* **EXERCISE MATERIAL**:
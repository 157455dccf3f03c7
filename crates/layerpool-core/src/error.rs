use std::time::Duration;

use serde::{Deserialize, Serialize};
use thiserror::Error;

use crate::domain::Layer;

/// Errors returned synchronously by dispatcher operations.
///
/// Validation failures are never coerced into defaults.
#[derive(Debug, Error)]
pub enum DispatchError {
    #[error("invalid layer name: {0:?}")]
    InvalidLayer(String),

    #[error("invalid priority: {0:?}")]
    InvalidPriority(String),

    #[error("invalid worker count {requested} for layer {layer}: expected 1..={max}")]
    InvalidWorkerCount {
        layer: Layer,
        requested: usize,
        max: usize,
    },

    #[error("no handler registered for layer {0}")]
    MissingHandler(Layer),

    #[error("dispatcher is shutting down")]
    ShuttingDown,

    #[error("dispatcher already shut down")]
    AlreadyShutDown,

    /// The worker infrastructure (tokio runtime) is unavailable.
    #[error("worker infrastructure unavailable: {0}")]
    Runtime(String),

    #[error("config error: {0}")]
    Config(String),

    #[error("config parse error: {0}")]
    ConfigParse(#[from] toml::de::Error),

    #[error("config I/O error: {0}")]
    ConfigIo(#[from] std::io::Error),
}

/// Error returned by a layer handler.
#[derive(Debug, Clone, Error, PartialEq, Eq, Serialize, Deserialize)]
#[error("{message}")]
pub struct HandlerError {
    message: String,
}

impl HandlerError {
    pub fn new(message: impl Into<String>) -> Self {
        Self {
            message: message.into(),
        }
    }

    pub fn message(&self) -> &str {
        &self.message
    }
}

impl From<String> for HandlerError {
    fn from(message: String) -> Self {
        Self { message }
    }
}

impl From<&str> for HandlerError {
    fn from(message: &str) -> Self {
        Self::new(message)
    }
}

/// Coarse classification of a [`TaskError`].
#[derive(Debug, Clone, Copy, PartialEq, Eq, Hash, Serialize, Deserialize)]
#[serde(rename_all = "snake_case")]
pub enum FailureKind {
    /// The handler returned an error or panicked.
    Execution,
    /// The task deadline elapsed first.
    Timeout,
    /// The pool or the dispatcher went away underneath the task.
    Aborted,
}

/// Why one attempt of a task failed.
#[derive(Debug, Clone, Error, PartialEq, Eq)]
pub enum TaskError {
    #[error("handler failed: {0}")]
    Handler(#[from] HandlerError),

    #[error("timed out after {}ms", .timeout.as_millis())]
    Timeout { timeout: Duration },

    #[error("handler panicked: {0}")]
    Panicked(String),

    #[error("pool for layer {0} is closed")]
    PoolClosed(Layer),

    #[error("dispatcher shut down before the task finished")]
    Shutdown,
}

impl TaskError {
    pub fn kind(&self) -> FailureKind {
        match self {
            TaskError::Handler(_) | TaskError::Panicked(_) => FailureKind::Execution,
            TaskError::Timeout { .. } => FailureKind::Timeout,
            TaskError::PoolClosed(_) | TaskError::Shutdown => FailureKind::Aborted,
        }
    }

    pub fn is_timeout(&self) -> bool {
        self.kind() == FailureKind::Timeout
    }

    /// Execution errors and timeouts are retried; aborts are final.
    pub fn is_retryable(&self) -> bool {
        self.kind() != FailureKind::Aborted
    }
}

* **TASK**:
Return a copy of every line in the records that includes the string "bool".

* **TASK RESULT**:
    pub fn is_timeout(&self) -> bool {
    pub fn is_retryable(&self) -> bool {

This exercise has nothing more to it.